UNITED STATES DISTRICT COURT CENTRAL DISTRICT OF CALIFORNIA


January 17, 2012

RGB SYSTEMS, INC.
v.
KRAMER ELECTRONICS, LTD, ET AL.

The opinion of the court was delivered by: The Honorable David O. Carter, Judge

CIVIL MINUTES - GENERAL

Title:

Julie Barrera Not Present Courtroom Clerk Court Reporter

ATTORNEYS PRESENT FOR PLAINTIFFS: ATTORNEYS PRESENT FOR DEFENDANTS:

NONE PRESENT NONE PRESENT

PROCEEDING (IN CHAMBERS): ORDER GRANTING PLAINTIFF'S MOTION FOR LEAVE TO

FILE FIRST AMENDED COMPLAINT

Before the Court is a Motion for Leave to File a First Amended Complaint to Add Additional Parties (Dkt. 31). The Court finds this matter appropriate for decision without oral argument. Fed. R. Civ. P. 78; Local Rule 7-15. After considering the moving, opposing and replying papers thereon, and for the reasons stated below, the Court hereby GRANTS the Motion. The Court OVERRULES Defendants' evidentiary objections to the Declaration of Jim Slominsky (Dkt. 43).

I. BACKGROUND

Plaintiff RGB Systems, Inc. dba Extron Electronics ("RGB") owns U.S. Patent No. 7,163,405 for Connector Assembly Apparatus for Electronic Equipment and Method for Using Same. (Compl ¶ 1.) RGB alleges that Defendants manufacture, supply, and/or distribute electronic products including switchers that are covered by one or more claims in the '405 patent. (Id. ¶ 13.) RGB further alleges these electronic products infringe the '405 patent. (Id. ¶ 14.)

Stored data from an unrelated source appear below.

//! Pre-remux sanity checks.
//!
//! Provides [`validate_session`], which compares the chosen title and range
//! against what the title scan found and returns a [`ValidationReport`].
//! The report is advisory: ffmpeg gets the final word, so nothing here stops
//! a remux.
//!
//! # Example
//!
//! ```
//! use dvdoll::{DiscMetadata, Selection, TitleMetadata, validate_session};
//!
//! let disc = DiscMetadata {
//!     titles: vec![TitleMetadata { number: 1, duration: "1:30:00".into(), chapters: 12 }],
//! };
//! let report = validate_session(
//!     1,
//!     &Selection::Chapters { start: 3, end: 20 },
//!     "movie.mkv".as_ref(),
//!     false,
//!     &disc,
//! );
//! assert!(report.info.is_empty());
//! assert_eq!(report.warnings.len(), 1);
//! ```

use std::path::Path;

use crate::metadata::DiscMetadata;
use crate::selection::{Selection, parse_timecode};

/// Notices produced by the pre-remux checks.
///
/// The session prints `info` lines in gray and `warnings` in yellow before
/// starting ffmpeg.
#[derive(Debug, Clone, Default, PartialEq, Eq)]
pub struct ValidationReport {
    /// Informational notices (not problems).
    pub info: Vec<String>,
    /// Issues that will probably make the remux fail or surprise the user.
    pub warnings: Vec<String>,
}

/// Check a title and selection against the scanned disc and the output path.
pub fn validate_session(
    title: u32,
    selection: &Selection,
    output: &Path,
    overwrite: bool,
    disc: &DiscMetadata,
) -> ValidationReport {
    let mut report = ValidationReport::default();

    // ── Title ──────────────────────────────────────────────────────
    let scanned = disc.title(title);
    if scanned.is_none() && !disc.is_empty() {
        report.warnings.push(format!(
            "Title {title} was not found (disc lists {} title(s))",
            disc.titles.len()
        ));
    }

    // ── Range ──────────────────────────────────────────────────────
    match selection {
        Selection::Chapters { start, end } => {
            if end < start {
                report.warnings.push(format!(
                    "Last chapter ({end}) comes before first chapter ({start})"
                ));
            }
            if let Some(scanned) = scanned.filter(|scanned| scanned.chapters > 0) {
                if (*end as usize) > scanned.chapters {
                    report.warnings.push(format!(
                        "Last chapter ({end}) exceeds the {} chapter(s) of title {title}",
                        scanned.chapters
                    ));
                }
            }
        }
        Selection::TimeRange { start, end } => {
            let bounds = end
                .as_deref()
                .and_then(|end| Some((parse_timecode(start)?, parse_timecode(end)?)));
            if let (Some((start_at, end_at)), Some(end)) = (bounds, end) {
                if end_at <= start_at {
                    report.warnings.push(format!(
                        "End time ({end}) is not after start time ({start})"
                    ));
                }
            }
            if end.is_none() {
                report.info.push(format!("Remuxing from {start} to the end of the title"));
            }
        }
    }

    // ── Output ─────────────────────────────────────────────────────
    if output.exists() {
        if overwrite {
            report
                .info
                .push(format!("{} will be overwritten", output.display()));
        } else {
            report.warnings.push(format!(
                "{} already exists (use --overwrite to replace it)",
                output.display()
            ));
        }
    }

    report
}

#[cfg(test)]
mod tests {
    use std::path::Path;

    use super::{ValidationReport, validate_session};
    use crate::metadata::{DiscMetadata, TitleMetadata};
    use crate::selection::Selection;

    fn disc() -> DiscMetadata {
        DiscMetadata {
            titles: vec![
                TitleMetadata {
                    number: 1,
                    duration: "1:40:00.000000".to_string(),
                    chapters: 20,
                },
                TitleMetadata {
                    number: 2,
                    duration: "0:03:00.000000".to_string(),
                    chapters: 0,
                },
            ],
        }
    }

    fn missing_output() -> &'static Path {
        Path::new("dvdoll-validation-test-does-not-exist.mkv")
    }

    #[test]
    fn clean_chapter_selection_has_no_issues() {
        let report = validate_session(
            1,
            &Selection::Chapters { start: 1, end: 20 },
            missing_output(),
            false,
            &disc(),
        );
        assert_eq!(report, ValidationReport::default());
    }

    #[test]
    fn unknown_title_and_reversed_chapters_warn() {
        let report = validate_session(
            5,
            &Selection::Chapters { start: 4, end: 2 },
            missing_output(),
            false,
            &disc(),
        );
        assert!(report.info.is_empty());
        assert_eq!(report.warnings.len(), 2);
        assert!(report.warnings[0].contains("Title 5 was not found"));
        assert!(report.warnings[1].contains("comes before"));
    }

    #[test]
    fn chapter_overflow_ignored_when_count_unknown() {
        let report = validate_session(
            2,
            &Selection::Chapters { start: 1, end: 9 },
            missing_output(),
            false,
            &disc(),
        );
        assert!(report.warnings.is_empty());
    }

    #[test]
    fn reversed_time_range_warns() {
        let report = validate_session(
            1,
            &Selection::TimeRange {
                start: "00:10:00".to_string(),
                end: Some("00:05:00".to_string()),
            },
            missing_output(),
            false,
            &disc(),
        );
        assert_eq!(report.warnings.len(), 1);
        assert!(report.warnings[0].starts_with("End time (00:05:00)"));
    }

    #[test]
    fn open_time_range_is_informational() {
        let report = validate_session(
            1,
            &Selection::TimeRange {
                start: "00:00:00".to_string(),
                end: None,
            },
            missing_output(),
            false,
            &disc(),
        );
        assert!(report.warnings.is_empty());
        assert_eq!(
            report.info,
            vec!["Remuxing from 00:00:00 to the end of the title".to_string()]
        );
    }

    #[test]
    fn existing_output_with_overwrite_is_informational() {
        let dir = tempfile::tempdir().unwrap();
        let output = dir.path().join("movie.mkv");
        std::fs::write(&output, b"").unwrap();

        let report = validate_session(
            1,
            &Selection::Chapters { start: 1, end: 2 },
            &output,
            true,
            &disc(),
        );
        assert!(report.warnings.is_empty());
        assert_eq!(report.info.len(), 1);
        assert!(report.info[0].ends_with("will be overwritten"));

        let report = validate_session(
            1,
            &Selection::Chapters { start: 1, end: 2 },
            &output,
            false,
            &disc(),
        );
        assert!(report.info.is_empty());
        assert!(report.warnings[0].contains("already exists"));
    }
}
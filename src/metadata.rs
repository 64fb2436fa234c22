//! Disc metadata types.
//!
//! [`DiscMetadata`] is what [`TitleProbe::list_titles`](crate::TitleProbe::list_titles)
//! returns: one [`TitleMetadata`] per title that answered a duration probe.
//! It renders either as the human-readable title list or as JSON.

use std::fmt::{Display, Formatter, Result as FmtResult};

use serde_json::{Value, json};

use crate::selection::parse_timecode;

/// Duration shown for titles whose length ffprobe reports as `N/A`.
pub const UNKNOWN_DURATION: &str = "00:00:00";

/// Metadata for one DVD title.
#[derive(Debug, Clone, PartialEq, Eq)]
#[must_use]
pub struct TitleMetadata {
    /// Title number, counted from 1.
    pub number: u32,
    /// Sexagesimal duration as printed by ffprobe (e.g. `"1:02:03.040000"`).
    pub duration: String,
    /// Number of chapters; zero when the chapter probe failed.
    pub chapters: usize,
}

impl TitleMetadata {
    /// The duration in seconds, if it parses.
    pub fn duration_seconds(&self) -> Option<f64> {
        parse_timecode(&self.duration).map(|duration| duration.as_secs_f64())
    }

    fn to_json(&self) -> Value {
        json!({
            "title": self.number,
            "chapters": self.chapters,
            "duration": self.duration,
            "duration_seconds": self.duration_seconds(),
        })
    }
}

impl Display for TitleMetadata {
    fn fmt(&self, f: &mut Formatter<'_>) -> FmtResult {
        write!(
            f,
            "Title {} - Chapters: {:02} ({})",
            self.number, self.chapters, self.duration
        )
    }
}

/// Every title found on a disc, in title order.
#[derive(Debug, Clone, Default, PartialEq, Eq)]
#[must_use]
pub struct DiscMetadata {
    /// Titles that answered the duration probe.
    pub titles: Vec<TitleMetadata>,
}

impl DiscMetadata {
    /// Look up a title by number.
    pub fn title(&self, number: u32) -> Option<&TitleMetadata> {
        self.titles.iter().find(|title| title.number == number)
    }

    /// Returns `true` if no title was found.
    pub fn is_empty(&self) -> bool {
        self.titles.is_empty()
    }

    /// The title list as pretty-printed JSON.
    ///
    /// # Errors
    ///
    /// Returns [`DvdollError::JsonError`](crate::DvdollError::JsonError) if
    /// serialization fails.
    pub fn to_json_string(&self) -> Result<String, crate::DvdollError> {
        let payload: Vec<Value> = self.titles.iter().map(TitleMetadata::to_json).collect();
        Ok(serde_json::to_string_pretty(&payload)?)
    }
}

/// Renders the indented title lines; the `Title list:` heading is printed by
/// the session so it can be coloured.
impl Display for DiscMetadata {
    fn fmt(&self, f: &mut Formatter<'_>) -> FmtResult {
        if self.titles.is_empty() {
            return writeln!(f, "  No titles found.");
        }
        for title in &self.titles {
            writeln!(f, "  {title}")?;
        }
        Ok(())
    }
}

#[cfg(test)]
mod tests {
    use super::{DiscMetadata, TitleMetadata};

    fn title(number: u32, duration: &str, chapters: usize) -> TitleMetadata {
        TitleMetadata {
            number,
            duration: duration.to_string(),
            chapters,
        }
    }

    #[test]
    fn title_line_pads_chapter_count() {
        let line = title(3, "1:02:03.000000", 7).to_string();
        assert_eq!(line, "Title 3 - Chapters: 07 (1:02:03.000000)");
    }

    #[test]
    fn empty_disc_renders_placeholder() {
        assert_eq!(DiscMetadata::default().to_string(), "  No titles found.\n");
    }

    #[test]
    fn json_includes_seconds() {
        let disc = DiscMetadata {
            titles: vec![title(1, "0:01:30.000000", 2), title(2, "garbage", 0)],
        };
        let parsed: serde_json::Value =
            serde_json::from_str(&disc.to_json_string().unwrap()).unwrap();
        assert_eq!(parsed[0]["title"], 1);
        assert_eq!(parsed[0]["duration_seconds"], 90.0);
        assert!(parsed[1]["duration_seconds"].is_null());
    }

    #[test]
    fn lookup_by_number() {
        let disc = DiscMetadata {
            titles: vec![title(1, "0:00:10", 1), title(2, "0:00:20", 4)],
        };
        assert_eq!(disc.title(2).map(|t| t.chapters), Some(4));
        assert!(disc.title(9).is_none());
    }
}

In response to RGB's complaint, Defendants Kramer Electronics, Ltd., Kramer Electronics USA, Inc., and Sierra Video Systems filed an answer, followed by an amended answer.*fn1

Defendants assert affirmative defenses of non-infringement, that the '405 patent is "invalid, void, and/or unenforceable" due to abandonment during prosecution, failure to name the true inventor(s), obviousness, failure to disclose best mode, and under the public use and on-sale bars. Based on the alleged trivial nature of the suit, Defendants argue that filing of the case was subjective bad faith, making this an exceptional case under 35 U.S.C. § 285. In addition, Defendants bring a counterclaim for declaratory judgment of non-infringement, invalidity, and/or unenforceability.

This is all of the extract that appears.